Thesis (M.Sc.)-Cairo University, 2023.

Bibliography: pages 80-89.

Water quality assessment is crucial for understanding the changes in aquatic ecosystems and protecting human health. Analyzing the big data sets available for water quality over time using advanced statistical techniques like Functional Data Analysis (FDA) proved useful for evaluating rivers water quality. Following from this, this thesis focuses on using a range of FDA techniques to investigate and evaluate the water quality trends along the Nile River in Egypt, through identifying the different groups of water quality patterns along the river.

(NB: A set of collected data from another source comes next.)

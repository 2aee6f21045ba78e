//! Sign-in form. Typing edits the display name, Enter signs in.

use std::cell::RefCell;

use log::{info, warn};

use crate::core::session::{Session, SessionStore};
use crate::flows::{AppStep, NavStep};
use crate::nav::Stepper;

use super::{ScreenContent, ScreenInput, ScreenView};

pub struct AuthScreen {
    stepper: Stepper<NavStep>,
    sessions: SessionStore,
    name: RefCell<String>,
}

impl AuthScreen {
    pub fn new(sessions: SessionStore, suggested_name: &str) -> Self {
        Self {
            stepper: Stepper::new(),
            sessions,
            name: RefCell::new(suggested_name.to_string()),
        }
    }

    pub fn stepper(&self) -> Stepper<NavStep> {
        self.stepper.clone()
    }

    pub fn name(&self) -> String {
        self.name.borrow().clone()
    }

    /// Persist a session for the entered name and move on to the main flow.
    ///
    /// A session that fails to save only costs the user a sign-in next launch,
    /// so navigation proceeds either way.
    pub fn sign_in(&self) {
        let name = self.name.borrow().trim().to_string();
        if name.is_empty() {
            return;
        }
        let session = Session::new(&name);
        match self.sessions.save(&session) {
            Ok(()) => info!("Signed in as {name} (session {})", session.id),
            Err(e) => warn!("Failed to persist session: {e}"),
        }
        self.stepper.emit(NavStep::App(AppStep::Main));
    }
}

impl ScreenView for AuthScreen {
    fn title(&self) -> String {
        "Welcome".to_string()
    }

    fn content(&self) -> ScreenContent {
        ScreenContent::Form {
            prompt: "Display name".to_string(),
            value: self.name(),
        }
    }

    fn handle_input(&self, input: ScreenInput) {
        match input {
            ScreenInput::Char(c) if !c.is_control() => self.name.borrow_mut().push(c),
            ScreenInput::Backspace => {
                self.name.borrow_mut().pop();
            }
            ScreenInput::Select => self.sign_in(),
            _ => {}
        }
    }

    fn hints(&self) -> &'static str {
        " type your name  Enter Sign in "
    }
}
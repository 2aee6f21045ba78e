//! Test utilities shared across the crate.
//!
//! This module is only compiled during tests (`#[cfg(test)]`).

use std::cell::RefCell;
use std::path::PathBuf;
use std::rc::Rc;

use crate::nav::{
    Flow, FlowContributor, FlowContributors, Navigation, NavigationError, NavigationStack,
    Presentable, Stepper, Tab, TabBar, TabItem,
};
use crate::screens::ScreenView;

/// Minimal navigation vocabulary for exercising the core without any real
/// screens. Views are just their names.
pub struct Mock;

impl Navigation for Mock {
    type Step = MockStep;
    type View = str;
}

#[derive(Debug, Clone, PartialEq, Eq)]
pub enum MockStep {
    /// Replace the stack with one named screen.
    Show(&'static str),
    /// Push a named screen.
    Push(&'static str),
    Back,
    /// Replace the stack with a tab root of N child mock flows.
    Fanout(usize),
    Fail,
    Panic,
    /// Push a named screen, then panic before returning.
    PushThenPanic(&'static str),
    /// Push the root of a nested flow, always handing it the same stepper.
    Nest,
    /// Something no mock flow understands.
    Other,
}

pub fn mock_screen(name: &str) -> Presentable<Mock> {
    Presentable::screen(Rc::from(name))
}

/// Stack-backed flow that records every stepper it hands out, so tests can
/// emit "from" the screens it created.
pub struct MockFlow {
    name: &'static str,
    stack: NavigationStack<Mock>,
    steppers: Rc<RefCell<Vec<Stepper<MockStep>>>>,
    nest: Stepper<MockStep>,
}

impl MockFlow {
    pub fn new(name: &'static str) -> Self {
        Self::sharing(name, Rc::new(RefCell::new(Vec::new())))
    }

    fn sharing(name: &'static str, steppers: Rc<RefCell<Vec<Stepper<MockStep>>>>) -> Self {
        Self {
            name,
            stack: NavigationStack::new(),
            steppers,
            nest: Stepper::one(MockStep::Show("nested")),
        }
    }

    pub fn stack(&self) -> NavigationStack<Mock> {
        self.stack.clone()
    }

    pub fn steppers(&self) -> Rc<RefCell<Vec<Stepper<MockStep>>>> {
        Rc::clone(&self.steppers)
    }

    /// The stepper every `Nest` step hands to its nested flow.
    pub fn nest_stepper(&self) -> Stepper<MockStep> {
        self.nest.clone()
    }

    fn screen_contributor(&self, name: &str) -> (Presentable<Mock>, FlowContributors<Mock>) {
        let screen = mock_screen(name);
        let stepper = Stepper::new();
        self.steppers.borrow_mut().push(stepper.clone());
        (
            screen.clone(),
            FlowContributors::One(FlowContributor::contribute(screen, stepper)),
        )
    }
}

impl Flow<Mock> for MockFlow {
    fn name(&self) -> &'static str {
        self.name
    }

    fn root(&self) -> Presentable<Mock> {
        Presentable::Stack(self.stack.clone())
    }

    fn navigate(&mut self, step: &MockStep) -> Result<FlowContributors<Mock>, NavigationError> {
        match step {
            MockStep::Show(name) => {
                let (screen, contributors) = self.screen_contributor(name);
                self.stack.set(vec![screen]);
                Ok(contributors)
            }
            MockStep::Push(name) => {
                let (screen, contributors) = self.screen_contributor(name);
                self.stack.push(screen);
                Ok(contributors)
            }
            MockStep::Back => {
                self.stack.pop();
                Ok(FlowContributors::None)
            }
            MockStep::Fanout(count) => {
                let children: Vec<MockFlow> = (0..*count)
                    .map(|_| MockFlow::sharing("mock-child", Rc::clone(&self.steppers)))
                    .collect();
                let tabs = TabBar::new();
                tabs.set_tabs(
                    children
                        .iter()
                        .enumerate()
                        .map(|(i, child)| Tab {
                            item: TabItem::new(format!("Tab {i}"), "*"),
                            content: child.root(),
                        })
                        .collect(),
                    0,
                );
                self.stack.set(vec![Presentable::Tabs(tabs)]);
                Ok(FlowContributors::Multiple(
                    children
                        .into_iter()
                        .map(|child| {
                            FlowContributor::child_flow(child, Stepper::one(MockStep::Show("child")))
                        })
                        .collect(),
                ))
            }
            MockStep::Fail => Err(NavigationError::build(self.name, "mock asked to fail")),
            MockStep::Panic => panic!("mock flow exploded"),
            MockStep::PushThenPanic(name) => {
                self.stack.push(mock_screen(name));
                panic!("mock flow exploded after pushing {name}")
            }
            MockStep::Nest => {
                let child = MockFlow::sharing("mock-nested", Rc::clone(&self.steppers));
                self.stack.push(child.root());
                Ok(FlowContributors::One(FlowContributor::child_flow(
                    child,
                    self.nest.clone(),
                )))
            }
            MockStep::Other => Ok(FlowContributors::None),
        }
    }
}

/// Unique scratch path under the system temp dir.
pub fn scratch_path(file_name: &str) -> PathBuf {
    std::env::temp_dir()
        .join(format!("zyna-test-{}", uuid::Uuid::new_v4()))
        .join(file_name)
}

/// Title of the screen a presentation tree currently shows.
pub fn visible_title(root: &Presentable<crate::flows::Zyna>) -> Option<String> {
    root.visible_screen().map(|screen| screen.view().title())
}

/// Downcast-free check used by flow tests: is the top of `stack` a screen
/// with this title?
pub fn top_title(stack: &NavigationStack<crate::flows::Zyna>) -> Option<String> {
    stack
        .top()
        .and_then(|top| top.as_screen().map(|s| ScreenView::title(s.view().as_ref())))
}

/// App context backed by a fresh, empty session file.
pub fn test_context(initial_tab: crate::TabKind) -> crate::flows::AppContext {
    crate::flows::AppContext::new(
        crate::core::session::SessionStore::new(scratch_path("session.json")),
        initial_tab,
        "Guest",
    )
}
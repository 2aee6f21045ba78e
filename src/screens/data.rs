//! Chat and message models plus the sample roster the chats tab starts with.

use chrono::{DateTime, Duration, Local};

#[derive(Debug, Clone, PartialEq, Eq)]
pub struct Chat {
    pub id: String,
    pub name: String,
    pub last_message: String,
    pub timestamp: String,
    pub online: bool,
    pub unread: u32,
    pub initials: String,
}

impl Chat {
    /// Short seeded history ending with the chat's last message.
    pub fn history(&self) -> Vec<Message> {
        vec![
            Message::mine("Hi, how are you?"),
            Message::theirs("Great!"),
            Message::theirs(&self.last_message),
        ]
    }
}

#[derive(Debug, Clone, PartialEq, Eq)]
pub struct Message {
    pub sent_by_me: bool,
    pub text: String,
}

impl Message {
    pub fn mine(text: &str) -> Self {
        Self {
            sent_by_me: true,
            text: text.to_string(),
        }
    }

    pub fn theirs(text: &str) -> Self {
        Self {
            sent_by_me: false,
            text: text.to_string(),
        }
    }
}

const NAMES: [&str; 12] = [
    "Alice Johnson",
    "Bob Smith",
    "Charlie Brown",
    "Diana Prince",
    "Edward Norton",
    "Fiona Apple",
    "George Lucas",
    "Helen Keller",
    "Ivan Petrov",
    "Julia Roberts",
    "Kevin Hart",
    "Lisa Simpson",
];

const LAST_MESSAGES: [&str; 10] = [
    "Hey! How are you doing today?",
    "Thanks for the help yesterday",
    "Are we still meeting tomorrow?",
    "Just finished watching that movie you recommended",
    "Check out this cool photo I took!",
    "Running a bit late, be there in 10 minutes",
    "Happy birthday!",
    "Let's grab coffee sometime this week",
    "Did you see the news about the new update?",
    "Working from home today, how about you?",
];

pub fn sample_chats() -> Vec<Chat> {
    sample_chats_at(Local::now())
}

/// The sample roster with timestamps relative to `now`.
pub fn sample_chats_at(now: DateTime<Local>) -> Vec<Chat> {
    NAMES
        .iter()
        .enumerate()
        .map(|(index, name)| Chat {
            id: format!("chat_{index}"),
            name: (*name).to_string(),
            last_message: LAST_MESSAGES[index % LAST_MESSAGES.len()].to_string(),
            timestamp: timestamp_for(index, now),
            online: index % 2 == 0,
            unread: if index % 3 == 0 { (index % 9) as u32 + 1 } else { 0 },
            initials: initials(name),
        })
        .collect()
}

fn timestamp_for(index: usize, now: DateTime<Local>) -> String {
    match index % 4 {
        0 => now.format("%H:%M").to_string(),
        1 => (now - Duration::hours(2)).format("%H:%M").to_string(),
        2 => "Yesterday".to_string(),
        _ => (now - Duration::days(2 + (index % 6) as i64))
            .format("%b %d")
            .to_string(),
    }
}

fn initials(name: &str) -> String {
    name.split_whitespace()
        .filter_map(|word| word.chars().next())
        .collect()
}

#[cfg(test)]
mod tests {
    use super::*;
    use chrono::TimeZone;

    #[test]
    fn test_sample_roster_shape() {
        let now = Local.with_ymd_and_hms(2025, 7, 4, 12, 30, 0).unwrap();
        let chats = sample_chats_at(now);
        assert_eq!(chats.len(), 12);
        assert_eq!(chats[0].id, "chat_0");
        assert_eq!(chats[0].initials, "AJ");
        assert_eq!(chats[0].timestamp, "12:30");
        assert_eq!(chats[1].timestamp, "10:30");
        assert_eq!(chats[2].timestamp, "Yesterday");
        assert_eq!(chats[0].unread, 1);
        assert_eq!(chats[1].unread, 0);
    }

    #[test]
    fn test_history_ends_with_last_message() {
        let chat = &sample_chats()[3];
        let history = chat.history();
        assert_eq!(history.last().map(|m| m.text.as_str()), Some(chat.last_message.as_str()));
        assert!(history[0].sent_by_me);
    }
}
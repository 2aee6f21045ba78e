use std::fmt;

/// Errors raised by the navigation layer.
///
/// Only `AlreadyStarted` ever reaches a caller. The other variants come out of
/// `Flow::navigate` and are contained by the coordinator: logged, then treated
/// as "no contributors".
#[derive(Debug, Clone, PartialEq, Eq)]
pub enum NavigationError {
    /// `start` was called on a coordinator that is already running.
    AlreadyStarted,
    /// A flow could not build the presentable a step asked for.
    Build { flow: &'static str, reason: String },
    /// A flow panicked while navigating.
    Panicked { flow: &'static str, message: String },
}

impl NavigationError {
    pub fn build(flow: &'static str, reason: impl Into<String>) -> Self {
        NavigationError::Build {
            flow,
            reason: reason.into(),
        }
    }
}

impl fmt::Display for NavigationError {
    fn fmt(&self, f: &mut fmt::Formatter<'_>) -> fmt::Result {
        match self {
            NavigationError::AlreadyStarted => write!(f, "coordinator already started"),
            NavigationError::Build { flow, reason } => {
                write!(f, "{flow} failed to build presentable: {reason}")
            }
            NavigationError::Panicked { flow, message } => {
                write!(f, "{flow} panicked while navigating: {message}")
            }
        }
    }
}

impl std::error::Error for NavigationError {}
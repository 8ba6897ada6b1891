//! blah: fetch Git and Mercurial working copies from a single repository URI

use std::process::ExitCode;

fn main() -> ExitCode {
    match blah::cli::run() {
        Ok(()) => ExitCode::SUCCESS,
        Err(err) => {
            // `{:#}` keeps the whole cause chain on one line.
            eprintln!("{err:#}");
            ExitCode::FAILURE
        }
    }
}
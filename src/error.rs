//! Error kinds raised while fetching a working copy

use std::path::PathBuf;
use thiserror::Error;

/// Everything that can stop a fetch.
///
/// Each variant is raised where the condition is detected and handed to the
/// caller of [`crate::fetch::fetch`] unchanged; nothing is retried.
#[derive(Debug, Error)]
pub enum FetchError {
    #[error("invalid repository URI '{uri}' (expected <vcs>+<uri>[#<revision>])")]
    InvalidUri { uri: String },

    #[error("source control system not recognised: {vcs}")]
    UnrecognizedVcs { vcs: String },

    #[error("{}", not_found_message(.command))]
    ExecutableNotFound { command: String },

    #[error("command failed ({}): {command}", describe_exit(.exit_code))]
    VcsCommand { command: String, exit_code: Option<i32> },

    #[error("checkout path already exists, and is not a directory: {}", .path.display())]
    InvalidTarget { path: PathBuf },

    #[error("VCS directory doesn't exist: {}", .vcs_directory.display())]
    NotARepository { vcs_directory: PathBuf },

    #[error(
        "checkout directory {} is a checkout of a different URI: {current} (expected: {expected})",
        .path.display()
    )]
    RepositoryMismatch { path: PathBuf, current: String, expected: String },

    #[error("{context}")]
    Io {
        context: String,
        #[source]
        source: std::io::Error,
    },
}

pub type FetchResult<T> = Result<T, FetchError>;

/// A program given as a path is reported as missing outright; a bare name was
/// looked up on `$PATH`, so point the user there.
fn not_found_message(command: &str) -> String {
    if command.contains(std::path::MAIN_SEPARATOR) || command.contains('/') {
        format!("No such command: {command}")
    } else {
        format!("Command not found: {command}. Check that {command} is installed and on $PATH")
    }
}

fn describe_exit(exit_code: &Option<i32>) -> String {
    match exit_code {
        Some(code) => format!("exit code {code}"),
        None => "terminated by signal".to_string(),
    }
}
//! Fetch command implementation

use anyhow::{Context, Result};
use clap::Args;
use std::path::PathBuf;

use crate::config::Config;

#[derive(Args)]
pub struct FetchArgs {
    /// Repository to fetch, e.g. git+https://example.com/project.git#v2
    #[arg(value_name = "REPOSITORY-URI")]
    pub repository_uri: String,

    /// Directory to clone into, or existing checkout to update
    #[arg(value_name = "LOCAL-PATH")]
    pub local_path: PathBuf,
}

pub fn run(args: FetchArgs, config: &Config) -> Result<()> {
    let outcome = crate::fetch::fetch(&args.repository_uri, &args.local_path, config)
        .context("fetch failed")?;
    tracing::info!(
        action = ?outcome.action,
        vcs = %outcome.vcs,
        revision = %outcome.revision,
        path = %args.local_path.display(),
        "fetch complete"
    );
    Ok(())
}
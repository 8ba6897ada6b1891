//! Running external VCS tools

use std::ffi::OsStr;
use std::io;
use std::path::Path;
use std::process::{Command, Stdio};
use thiserror::Error;

/// Exit status and captured standard output of a finished command.
#[derive(Debug, Clone, PartialEq, Eq)]
pub struct ExecutionResult {
    /// `None` when the process was killed by a signal.
    pub exit_code: Option<i32>,
    pub stdout: String,
}

impl ExecutionResult {
    pub fn success(&self) -> bool {
        self.exit_code == Some(0)
    }
}

#[derive(Debug, Error)]
pub enum ProcessError {
    /// The program could not be spawned because it does not exist.
    #[error("executable not found: {program}")]
    NotFound { program: String },

    #[error("failed to run {program}")]
    Spawn {
        program: String,
        #[source]
        source: io::Error,
    },
}

/// Capability to run an external program to completion.
///
/// Standard error is discarded. Implementations must report a missing
/// executable as [`ProcessError::NotFound`], never as a failed exit.
pub trait Executor {
    fn run(
        &self,
        program: &str,
        args: &[&OsStr],
        cwd: Option<&Path>,
    ) -> Result<ExecutionResult, ProcessError>;
}

/// Runs programs with [`std::process::Command`], blocking until they exit.
#[derive(Debug, Default, Clone, Copy)]
pub struct SystemExecutor;

impl Executor for SystemExecutor {
    fn run(
        &self,
        program: &str,
        args: &[&OsStr],
        cwd: Option<&Path>,
    ) -> Result<ExecutionResult, ProcessError> {
        tracing::debug!(program, ?args, cwd = ?cwd, "running command");

        let mut command = Command::new(program);
        command.args(args).stdin(Stdio::null()).stdout(Stdio::piped()).stderr(Stdio::null());
        if let Some(dir) = cwd {
            command.current_dir(dir);
        }

        let output = command.output().map_err(|source| {
            if source.kind() == io::ErrorKind::NotFound {
                ProcessError::NotFound { program: program.to_string() }
            } else {
                ProcessError::Spawn { program: program.to_string(), source }
            }
        })?;

        let result = ExecutionResult {
            exit_code: output.status.code(),
            stdout: String::from_utf8_lossy(&output.stdout).into_owned(),
        };
        tracing::debug!(program, exit_code = ?result.exit_code, "command finished");
        Ok(result)
    }
}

Monthly physico-chemical data collected from multiple monitoring sites along the river between 2004 and 2013 were analyzed to identify high-risk areas and facilitate effective pollution mitigation strategies.
This thesis, specifically, employs functional principal components analysis (FPCA) to explore the sources of variations in the water quality trends between the monitoring sites. Next, different functional clustering techniques are applied to identify groups of sites with similar temporal trends in their water quality variates. The results of traditional functional clustering assuming independence are compared to the results of functional clustering that incorporates spatial dependence and flow connectedness.
The results of functional data analysis contribute to the existing knowledge by providing valuable insights into the spatial and temporal patterns of water quality along the Nile River. These findings have important implications for decision-making processes aimed at managing and improving water quality in the Nile River. The results of the functional clustering identified high-risk stations in Al-Gharbia and Aswan governorates. This highlights the urgent need for increased monitoring and the implementation of strict laws and regulations to mitigate pollution in these regions.

Issues also as CD.

Text in English and abstract in Arabic & English.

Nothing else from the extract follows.